//! Error types for oneview-core

use thiserror::Error;

/// Main error type for the oneview-core library
///
/// The analytics engines themselves are total and never return this type;
/// it covers storage, configuration and input parsing.
#[derive(Error, Debug)]
pub enum Error {
    /// Database error
    #[error("database error: {0}")]
    Database(#[from] rusqlite::Error),

    /// IO error
    #[error("IO error: {0}")]
    Io(#[from] std::io::Error),

    /// JSON (de)serialization error
    #[error("JSON error: {0}")]
    Json(#[from] serde_json::Error),

    /// Configuration error
    #[error("configuration error: {0}")]
    Config(String),

    /// A stored record does not exist
    #[error("{kind} not found: {id}")]
    NotFound { kind: &'static str, id: String },

    /// Caller-supplied value could not be interpreted
    #[error("invalid input: {0}")]
    InvalidInput(String),
}

impl Error {
    pub(crate) fn not_found(kind: &'static str, id: impl ToString) -> Self {
        Error::NotFound {
            kind,
            id: id.to_string(),
        }
    }
}

/// Result type alias for oneview-core
pub type Result<T> = std::result::Result<T, Error>;
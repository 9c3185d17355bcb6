//! Analytics engines for oneview
//!
//! Every engine is a pure function of the loaded [`Dataset`], a reference
//! time and the current [`FilterCriteria`](filters::FilterCriteria):
//! - [`filters`]: date windows and per-fact filtering
//! - [`metrics`]: named KPIs with safe division
//! - [`leaderboards`]: individual and team rankings with goal overlay
//! - [`data_health`]: validation rules and a composite score
//! - [`reports`]: keyword-dispatched narrative reports
//! - [`dashboard`]: aggregates behind the role dashboards
//! - [`intent`]: free-text dashboard request parsing
//! - [`widgets`]: custom dashboard widget library and rendering

pub mod dashboard;
pub mod data_health;
pub mod filters;
pub mod intent;
pub mod leaderboards;
pub mod metrics;
pub mod reports;
pub mod widgets;

use crate::dataset::Dataset;
use chrono::NaiveDateTime;

pub use data_health::{
    compute_data_health_issues, compute_data_health_score, DataHealthIssue, DataHealthScore,
    IssueSeverity,
};
pub use filters::{parse_date_range, DateRange, DateWindow, FilterCriteria};
pub use leaderboards::{
    apply_goals, compute_individual_leaderboard, compute_leaderboard, compute_team_leaderboard,
    LeaderboardEntry, LeaderboardMetric, LeaderboardView,
};
pub use metrics::{compute_all_metrics, compute_metric, MetricId, MetricMetadata, MetricSnapshot};
pub use reports::{generate_ai_report, AiReport, ReportKpi, ReportTable};

/// Read-only inputs shared by every engine call.
#[derive(Debug, Clone, Copy)]
pub struct AnalyticsContext<'a> {
    /// Dimension and fact tables
    pub data: &'a Dataset,
    /// Anchor for relative date windows
    pub now: NaiveDateTime,
}

impl<'a> AnalyticsContext<'a> {
    pub fn new(data: &'a Dataset, now: NaiveDateTime) -> Self {
        Self { data, now }
    }
}
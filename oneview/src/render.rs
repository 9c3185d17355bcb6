//! Output rendering for the terminal, markdown and JSON.

use anyhow::Result;
use clap::ValueEnum;
use oneview_core::analytics::{FilterCriteria, LeaderboardMetric, MetricId};
use oneview_core::format::{format_currency, format_hours, format_number, format_percent, PLACEHOLDER};

/// Output format selected with `--format`.
#[derive(Debug, Clone, Copy, PartialEq, Eq, ValueEnum)]
pub enum Format {
    Terminal,
    Md,
    Json,
}

pub fn print_json(value: &serde_json::Value) -> Result<()> {
    println!("{}", serde_json::to_string_pretty(value)?);
    Ok(())
}

/// Line-oriented printer for the terminal and markdown formats.
pub struct Printer {
    markdown: bool,
}

impl Printer {
    pub fn new(format: Format) -> Self {
        Self {
            markdown: format == Format::Md,
        }
    }

    pub fn title(&self, title: &str) {
        if self.markdown {
            println!("# {title}");
        } else {
            let width = title.chars().count().max(56) + 4;
            println!();
            println!("╭{}╮", "─".repeat(width));
            println!("│{}│", center(title, width));
            println!("╰{}╯", "─".repeat(width));
        }
        println!();
    }

    pub fn section(&self, name: &str) {
        if self.markdown {
            println!("## {name}");
            println!();
        } else {
            println!("{}", name.to_uppercase());
        }
    }

    /// Aligned `label: value` pairs.
    pub fn fields(&self, fields: &[(&str, String)]) {
        if self.markdown {
            for (label, value) in fields {
                println!("- **{label}:** {value}");
            }
        } else {
            let width = fields.iter().map(|(l, _)| l.chars().count()).max().unwrap_or(0);
            for (label, value) in fields {
                println!("   {}  {value}", pad(&format!("{label}:"), width + 1));
            }
        }
        println!();
    }

    pub fn table(&self, headers: &[&str], rows: &[Vec<String>]) {
        if rows.is_empty() {
            self.note("No rows.");
            return;
        }
        if self.markdown {
            println!("| {} |", headers.join(" | "));
            println!("|{}|", vec!["---"; headers.len()].join("|"));
            for row in rows {
                println!("| {} |", row.join(" | "));
            }
            println!();
            return;
        }

        let mut widths: Vec<usize> = headers.iter().map(|h| h.chars().count()).collect();
        for row in rows {
            for (i, cell) in row.iter().enumerate() {
                if let Some(w) = widths.get_mut(i) {
                    *w = (*w).max(cell.chars().count());
                }
            }
        }
        let line = |cells: Vec<String>| {
            let padded: Vec<String> = cells
                .iter()
                .zip(&widths)
                .map(|(cell, w)| pad(cell, *w))
                .collect();
            println!("   {}", padded.join("  ").trim_end());
        };
        line(headers.iter().map(|h| h.to_string()).collect());
        line(widths.iter().map(|w| "─".repeat(*w)).collect());
        for row in rows {
            line(row.clone());
        }
        println!();
    }

    pub fn note(&self, text: &str) {
        if self.markdown {
            println!("*{text}*");
        } else {
            println!("   {text}");
        }
        println!();
    }

    pub fn paragraph(&self, text: &str) {
        if self.markdown {
            println!("{text}");
        } else {
            for line in text.lines() {
                println!("   {line}");
            }
        }
        println!();
    }

    pub fn footer(&self) {
        if self.markdown {
            println!("---");
            println!("*Generated by oneview*");
        }
    }
}

fn pad(text: &str, width: usize) -> String {
    let len = text.chars().count();
    format!("{text}{}", " ".repeat(width.saturating_sub(len)))
}

fn center(text: &str, width: usize) -> String {
    let len = text.chars().count();
    let left = width.saturating_sub(len) / 2;
    let right = width.saturating_sub(len + left);
    format!("{}{text}{}", " ".repeat(left), " ".repeat(right))
}

fn round1(value: f64) -> f64 {
    (value * 10.0).round() / 10.0
}

/// Display value of a KPI.
pub fn metric_value(id: MetricId, value: Option<f64>) -> String {
    match id {
        MetricId::RevenuePerRecruiter | MetricId::RevenuePerHour => format_currency(value),
        MetricId::TotalHours | MetricId::HoursPerHire => format_hours(value),
        MetricId::Utilization => format_percent(value, 1),
        MetricId::TimeToFill => match value {
            Some(days) => format!("{} days", format_number(Some(round1(days)))),
            None => PLACEHOLDER.to_string(),
        },
        MetricId::TotalCalls | MetricId::CallsPerPlacement => format_number(value.map(round1)),
    }
}

/// Display value of a leaderboard score or target.
pub fn leaderboard_value(metric: LeaderboardMetric, value: Option<f64>) -> String {
    match metric {
        LeaderboardMetric::Revenue => format_currency(value),
        LeaderboardMetric::Hours => format_hours(value),
        LeaderboardMetric::Calls | LeaderboardMetric::Placements => format_number(value.map(round1)),
    }
}

/// One-line summary such as `Last 30 days · recruiter mike-chen`.
pub fn describe_filters(filters: &FilterCriteria) -> String {
    let mut parts = vec![filters.effective_date_range().label().to_string()];
    if let Some(recruiter) = &filters.recruiter {
        parts.push(format!("recruiter {recruiter}"));
    }
    if let Some(client) = &filters.client {
        parts.push(format!("client {client}"));
    }
    if let Some(job) = &filters.job {
        parts.push(format!("job {job}"));
    }
    parts.join(" · ")
}

#[cfg(test)]
mod tests {
    use super::*;
    use oneview_core::analytics::DateRange;

    #[test]
    fn test_metric_values() {
        assert_eq!(metric_value(MetricId::TimeToFill, Some(41.25)), "41.3 days");
        assert_eq!(metric_value(MetricId::TimeToFill, None), PLACEHOLDER);
        assert_eq!(metric_value(MetricId::RevenuePerHour, Some(120.4)), "$120");
        assert_eq!(metric_value(MetricId::TotalCalls, Some(1234.0)), "1,234");
    }

    #[test]
    fn test_describe_filters() {
        let filters = FilterCriteria::default()
            .with_date_range(DateRange::Last7Days)
            .with_recruiter("mike-chen");
        assert_eq!(describe_filters(&filters), "Last 7 days · recruiter mike-chen");
        assert_eq!(describe_filters(&FilterCriteria::default()), "Last 30 days");
    }

    #[test]
    fn test_pad_counts_chars() {
        assert_eq!(pad(PLACEHOLDER, 3), format!("{PLACEHOLDER}  "));
        assert_eq!(center("ab", 6), "  ab  ");
    }
}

WORK TO BE COMPLETED: What is needed is an exact copy of the entries above, from the first line through the line holding "str, id: String", with both of those lines kept; please give nothing else.

OUTPUT FOR THIS EXERCISE:
//! Error types for oneview-core

use thiserror::Error;

/// Main error type for the oneview-core library
///
/// The analytics engines themselves are total and never return this type;
/// it covers storage, configuration and input parsing.
#[derive(Error, Debug)]
pub enum Error {
    /// Database error
    #[error("database error: {0}")]
    Database(#[from] rusqlite::Error),

    /// IO error
    #[error("IO error: {0}")]
    Io(#[from] std::io::Error),

    /// JSON (de)serialization error
    #[error("JSON error: {0}")]
    Json(#[from] serde_json::Error),

    /// Configuration error
    #[error("configuration error: {0}")]
    Config(String),

    /// A stored record does not exist
    #[error("{kind} not found: {id}")]
    NotFound { kind: &'static str, id: String },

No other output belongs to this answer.